"""
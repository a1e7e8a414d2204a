//! Agenda semanal do prestador (domingo a sábado)

use chrono::{DateTime, Datelike, Duration, Local, NaiveDate, TimeZone, Utc};
use servicos_api::types::Agendamento;

use crate::pipeline::datas::interpretar_instante_em;

pub const NOMES_DIAS: [&str; 7] = ["Domingo", "Segunda", "Terça", "Quarta", "Quinta", "Sexta", "Sábado"];

#[derive(Debug, Clone, PartialEq)]
pub struct DiaAgenda<'a> {
    pub data: NaiveDate,
    pub agendamentos: Vec<&'a Agendamento>,
}

impl DiaAgenda<'_> {
    pub fn nome(&self) -> &'static str {
        NOMES_DIAS[self.data.weekday().num_days_from_sunday() as usize]
    }
}

#[derive(Debug, Clone, PartialEq)]
pub struct SemanaAgenda<'a> {
    pub inicio: NaiveDate,
    pub dias: Vec<DiaAgenda<'a>>,
    /// Agendamentos cuja data não pôde ser lida
    pub sem_data: Vec<&'a Agendamento>,
}

impl SemanaAgenda<'_> {
    pub fn fim(&self) -> NaiveDate {
        self.inicio + Duration::days(6)
    }

    pub fn total(&self) -> usize {
        self.dias.iter().map(|d| d.agendamentos.len()).sum()
    }
}

/// Domingo da semana que contém `dia`
pub fn inicio_da_semana(dia: NaiveDate) -> NaiveDate {
    dia - Duration::days(dia.weekday().num_days_from_sunday() as i64)
}

pub fn semana_anterior(referencia: NaiveDate) -> NaiveDate {
    inicio_da_semana(referencia) - Duration::days(7)
}

pub fn proxima_semana(referencia: NaiveDate) -> NaiveDate {
    inicio_da_semana(referencia) + Duration::days(7)
}

/// Distribui os agendamentos nos sete dias da semana de `referencia`
///
/// Agendamentos de outras semanas ficam de fora; os de data ilegível vão
/// para `sem_data` em qualquer semana. Dentro do dia, ordem por horário.
pub fn montar_semana_em<'a, Tz: TimeZone>(
    agendamentos: &'a [Agendamento],
    referencia: NaiveDate,
    tz: &Tz,
) -> SemanaAgenda<'a> {
    let inicio = inicio_da_semana(referencia);
    let mut dias: Vec<(NaiveDate, Vec<(DateTime<Utc>, &'a Agendamento)>)> =
        (0..7).map(|i| (inicio + Duration::days(i), Vec::new())).collect();
    let mut sem_data = Vec::new();

    for agendamento in agendamentos {
        let Some(instante) = agendamento
            .data_hora
            .as_deref()
            .and_then(|raw| interpretar_instante_em(raw, tz))
        else {
            sem_data.push(agendamento);
            continue;
        };

        let dia_local = instante.with_timezone(tz).date_naive();
        let deslocamento = (dia_local - inicio).num_days();
        if (0..7).contains(&deslocamento) {
            dias[deslocamento as usize].1.push((instante, agendamento));
        }
    }

    let dias = dias
        .into_iter()
        .map(|(data, mut itens)| {
            itens.sort_by_key(|(instante, _)| *instante);
            DiaAgenda {
                data,
                agendamentos: itens.into_iter().map(|(_, a)| a).collect(),
            }
        })
        .collect();

    SemanaAgenda { inicio, dias, sem_data }
}

pub fn montar_semana(agendamentos: &[Agendamento], referencia: NaiveDate) -> SemanaAgenda<'_> {
    montar_semana_em(agendamentos, referencia, &Local)
}
use crate::client::ServicosClient;
use crate::error::Result;
use crate::jwt::Papel;
use crate::types::Agendamento;

/// Agenda do prestador logado
#[derive(Clone)]
pub struct AgendaManager {
    client: ServicosClient,
}

impl AgendaManager {
    pub fn new(client: ServicosClient) -> Self {
        Self { client }
    }

    pub async fn listar(&self) -> Result<Vec<Agendamento>> {
        let prestador_id = self.client.sessao().identificador(Papel::Prestador).await?;
        self.client
            .get_json(&format!("/agendamentos/prestador/{}", prestador_id))
            .await
    }
}
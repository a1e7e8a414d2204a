/// Utilitários de texto para as tabelas do terminal

/// Trunca por caracteres (não bytes) e adiciona "…" quando corta
///
/// # Exemplo
/// ```
/// use gestao_servicos::utils::string_utils::truncar;
///
/// assert_eq!(truncar("Manutenção preventiva", 10), "Manutençã…");
/// assert_eq!(truncar("Curto", 10), "Curto");
/// ```
pub fn truncar(s: &str, max_chars: usize) -> String {
    if s.chars().count() <= max_chars {
        return s.to_string();
    }
    if max_chars == 0 {
        return String::new();
    }

    let mut out: String = s.chars().take(max_chars - 1).collect();
    out.push('…');
    out
}

/// Completa com espaços à direita até `largura` caracteres
pub fn preencher(s: &str, largura: usize) -> String {
    let atual = s.chars().count();
    if atual >= largura {
        s.to_string()
    } else {
        format!("{}{}", s, " ".repeat(largura - atual))
    }
}
/// Executa o comando e devolve o texto a imprimir
pub async fn executar(cli: &Cli, client: ServicosClient, settings: &Settings) -> AppResult<String> {
    let formato = cli.output;
    let por_pagina = settings.paginacao.itens_por_pagina;

    match &cli.comando {
        Comando::Login { papel, email, senha } => {
            validacao::validar_login(email, senha)?;
            let claims = AuthManager::new(client).login(*papel, email, senha).await?;
            let quem = claims.nome.or(claims.sub).unwrap_or_else(|| email.clone());
            Ok(format!("✅ Login realizado como {} ({})", papel, quem))
        }

        Comando::Logout => {
            AuthManager::new(client).logout().await?;
            Ok("Sessão encerrada.".to_string())
        }

        Comando::Sessao => descrever_sessao(&client, formato).await,

        Comando::CadastrarEmpresa { nome, cnpj, email, senha, telefone } => {
            let cadastro = CadastroEmpresa {
                nome: nome.clone(),
                cnpj: cnpj.clone(),
                email: email.clone(),
                senha: senha.clone(),
                telefone: telefone.clone(),
            };
            validacao::validar_cadastro_empresa(&cadastro)?;
            let criado = AuthManager::new(client).cadastrar_empresa(&cadastro).await?;
            json_ou_mensagem(&criado, formato, "✅ Empresa cadastrada. Faça login para continuar.")
        }

        Comando::CadastrarPrestador { nome, cpf, email, senha, telefone, especialidade, empresa_id } => {
            let empresa_id = id_ou_da_sessao(&client, *empresa_id, Papel::Empresa).await?;
            let cadastro = CadastroPrestador {
                nome: nome.clone(),
                cpf: cpf.clone(),
                email: email.clone(),
                senha: senha.clone(),
                telefone: telefone.clone(),
                especialidade: especialidade.clone(),
                empresa_id,
            };
            validacao::validar_cadastro_prestador(&cadastro)?;
            let criado = AuthManager::new(client).cadastrar_prestador(&cadastro).await?;
            json_ou_mensagem(&criado, formato, "✅ Prestador cadastrado.")
        }

        Comando::CadastrarCliente { nome, cpf, email, senha, telefone } => {
            let cadastro = CadastroCliente {
                nome: nome.clone(),
                cpf: cpf.clone(),
                email: email.clone(),
                senha: senha.clone(),
                telefone: telefone.clone(),
            };
            validacao::validar_cadastro_cliente(&cadastro)?;
            let criado = AuthManager::new(client).cadastrar_cliente(&cadastro).await?;
            json_ou_mensagem(&criado, formato, "✅ Cliente cadastrado. Faça login para continuar.")
        }

        Comando::Relatorios(filtros) => {
            let manager = RelatorioManager::new(client);
            let tela = relatorios::tela_relatorios(por_pagina);
            listar(tela, filtros, manager.listar_da_empresa(), por_pagina, formato).await
        }

        Comando::RelatoriosPrestador(filtros) => {
            let manager = RelatorioManager::new(client);
            let tela = relatorios::tela_relatorio_prestador(por_pagina);
            listar(tela, filtros, manager.listar_do_prestador(), por_pagina, formato).await
        }

        Comando::Ordens { filtros, do_cliente } => {
            let manager = OrdemManager::new(client);
            let tela = painel_os::tela_painel_os();
            let por_pagina = painel_os::ITENS_POR_PAGINA_OS;
            if *do_cliente {
                listar(tela, filtros, manager.listar_do_cliente(), por_pagina, formato).await
            } else {
                listar(tela, filtros, manager.listar_da_empresa(), por_pagina, formato).await
            }
        }

        Comando::OrdemCriar { descricao, cliente_id, custo, prestador_id, empresa_id } => {
            let nova = NovaOrdemServico {
                descricao: descricao.clone(),
                custo_estimado: *custo,
                cliente_id: *cliente_id,
                empresa_id: id_ou_da_sessao(&client, *empresa_id, Papel::Empresa).await?,
                prestador_id: *prestador_id,
            };
            validacao::validar_nova_ordem(&nova)?;
            let ordem = OrdemManager::new(client).criar(&nova).await?;
            json_ou_mensagem(&ordem, formato, &format!("✅ Ordem #{} aberta.", ordem.id))
        }

        Comando::OrdemStatus { id, status } => {
            let ordem = OrdemManager::new(client).atualizar_status(*id, *status).await?;
            json_ou_mensagem(&ordem, formato, &format!("Ordem #{} agora está {}", id, status.rotulo()))
        }

        Comando::OrdemExcluir { id } => {
            OrdemManager::new(client).excluir(*id).await?;
            Ok(format!("Ordem #{} excluída.", id))
        }

        Comando::RelatorioCriar { ordem_id, descricao, custo, prestador_id, empresa_id } => {
            let novo = NovoRelatorio {
                descricao: descricao.clone(),
                custo: *custo,
                ordem_servico_id: *ordem_id,
                prestador_id: id_ou_da_sessao(&client, *prestador_id, Papel::Prestador).await?,
                empresa_id: id_ou_da_sessao(&client, *empresa_id, Papel::Empresa).await?,
            };
            validacao::validar_novo_relatorio(&novo)?;
            let relatorio = RelatorioManager::new(client).criar(&novo).await?;
            json_ou_mensagem(&relatorio, formato, &format!("✅ Relatório #{} registrado.", relatorio.id))
        }

        Comando::Prestadores(filtros) => {
            let manager = PrestadorManager::new(client);
            let tela = gerenciamento::tela_gerenciamento(por_pagina);
            listar(tela, filtros, manager.listar_da_empresa(), por_pagina, formato).await
        }

        Comando::PrestadorStatus { id, status } => {
            let prestador = PrestadorManager::new(client).atualizar_status(*id, *status).await?;
            json_ou_mensagem(&prestador, formato, &format!("Prestador #{} agora está {}", id, status.as_str()))
        }

        Comando::PrestadorExcluir { id } => {
            PrestadorManager::new(client).excluir(*id).await?;
            Ok(format!("Prestador #{} removido.", id))
        }

        Comando::Clientes(filtros) => {
            let manager = PrestadorManager::new(client);
            let tela = gerenciamento::tela_clientes(por_pagina);
            listar(tela, filtros, manager.listar_clientes(), por_pagina, formato).await
        }

        Comando::Estoque { filtros, baixo } => {
            let manager = EstoqueManager::new(client);
            let tela = estoque::tela_estoque(por_pagina);
            let fetch = async {
                let itens = manager.listar().await?;
                let itens = if *baixo {
                    estoque::itens_com_estoque_baixo(&itens).into_iter().cloned().collect()
                } else {
                    itens
                };
                Ok::<_, servicos_api::ApiError>(itens)
            };
            listar(tela, filtros, fetch, por_pagina, formato).await
        }

        Comando::EstoqueCriar(item) => {
            let novo = item.payload(id_ou_da_sessao(&client, None, Papel::Empresa).await?);
            validacao::validar_item_estoque(&novo)?;
            let criado = EstoqueManager::new(client).criar(&novo).await?;
            json_ou_mensagem(&criado, formato, &format!("✅ Item #{} incluído no estoque.", criado.id))
        }

        Comando::EstoqueAtualizar { id, item } => {
            let atualizado = item.payload(id_ou_da_sessao(&client, None, Papel::Empresa).await?);
            validacao::validar_item_estoque(&atualizado)?;
            let salvo = EstoqueManager::new(client).atualizar(*id, &atualizado).await?;
            json_ou_mensagem(&salvo, formato, &format!("Item #{} atualizado.", id))
        }

        Comando::EstoqueExcluir { id } => {
            EstoqueManager::new(client).excluir(*id).await?;
            Ok(format!("Item #{} removido do estoque.", id))
        }

        Comando::Servicos(filtros) => {
            let manager = EstoqueManager::new(client);
            let tela = servicos::tela_servicos(por_pagina);
            listar(tela, filtros, manager.listar_servicos(), por_pagina, formato).await
        }

        Comando::ServicoCriar { nome, descricao, preco } => {
            let novo = NovoServico {
                nome: nome.clone(),
                descricao: descricao.clone(),
                preco: *preco,
                empresa_id: id_ou_da_sessao(&client, None, Papel::Empresa).await?,
            };
            validacao::validar_novo_servico(&novo)?;
            let criado = EstoqueManager::new(client).criar_servico(&novo).await?;
            json_ou_mensagem(&criado, formato, &format!("✅ Serviço #{} incluído no catálogo.", criado.id))
        }

        Comando::Agenda { semana, anterior, proxima } => {
            let hoje = Local::now().date_naive();
            let referencia = match semana.as_deref() {
                Some(raw) => interpretar_dia(raw)
                    .ok_or_else(|| AppError::InternalError(format!("Data inválida para --semana: {}", raw)))?,
                None => hoje,
            };
            let referencia = if *anterior {
                semana_anterior(referencia)
            } else if *proxima {
                proxima_semana(referencia)
            } else {
                referencia
            };

            let agendamentos = AgendaManager::new(client).listar().await?;
            let semana = montar_semana(&agendamentos, referencia);
            Ok(render::semana(&semana, formato)?)
        }

        Comando::Painel => {
            let ordens = OrdemManager::new(client.clone());
            let relatorios = RelatorioManager::new(client.clone());
            let prestadores = PrestadorManager::new(client.clone());
            let estoque = EstoqueManager::new(client);

            let (ordens, relatorios, prestadores, estoque) = tokio::try_join!(
                ordens.listar_da_empresa(),
                relatorios.listar_da_empresa(),
                prestadores.listar_da_empresa(),
                estoque.listar(),
            )?;

            let resumo = ResumoPainel::calcular(&ordens, &relatorios, &prestadores, &estoque);
            Ok(render::resumo(&resumo, formato)?)
        }
    }
}
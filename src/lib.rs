// Biblioteca do front-end de gestão de serviços
// Expõe módulos para uso em testes e no binário

pub mod carregamento;
pub mod cli;
pub mod config;
pub mod pipeline;
pub mod telas;
pub mod utils;
pub mod validacao;
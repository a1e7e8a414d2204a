//! Estoque da empresa e catálogo de serviços

use crate::client::ServicosClient;
use crate::error::Result;
use crate::jwt::Papel;
use crate::types::{ItemEstoque, NovoItemEstoque, NovoServico, Servico};

#[derive(Clone)]
pub struct EstoqueManager {
    client: ServicosClient,
}

impl EstoqueManager {
    pub fn new(client: ServicosClient) -> Self {
        Self { client }
    }

    pub async fn listar(&self) -> Result<Vec<ItemEstoque>> {
        let empresa_id = self.client.sessao().identificador(Papel::Empresa).await?;
        self.client
            .get_json(&format!("/estoque/empresa/{}", empresa_id))
            .await
    }

    pub async fn criar(&self, item: &NovoItemEstoque) -> Result<ItemEstoque> {
        self.client.post_json("/estoque", item).await
    }

    pub async fn atualizar(&self, id: i64, item: &NovoItemEstoque) -> Result<ItemEstoque> {
        self.client.put_json(&format!("/estoque/{}", id), item).await
    }

    pub async fn excluir(&self, id: i64) -> Result<()> {
        self.client.delete(&format!("/estoque/{}", id)).await
    }

    pub async fn listar_servicos(&self) -> Result<Vec<Servico>> {
        let empresa_id = self.client.sessao().identificador(Papel::Empresa).await?;
        self.client
            .get_json(&format!("/servicos/empresa/{}", empresa_id))
            .await
    }

    pub async fn criar_servico(&self, servico: &NovoServico) -> Result<Servico> {
        self.client.post_json("/servicos", servico).await
    }
}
"""
**Task to carry out**
Go over the data and return every line that includes the word "ItemEstoque".

**Your solution**
use crate::types::{ItemEstoque, NovoItemEstoque, NovoServico, Servico};
    pub async fn listar(&self) -> Result<Vec<ItemEstoque>> {
    pub async fn criar(&self, item: &NovoItemEstoque) -> Result<ItemEstoque> {
    pub async fn atualizar(&self, id: i64, item: &NovoItemEstoque) -> Result<ItemEstoque> {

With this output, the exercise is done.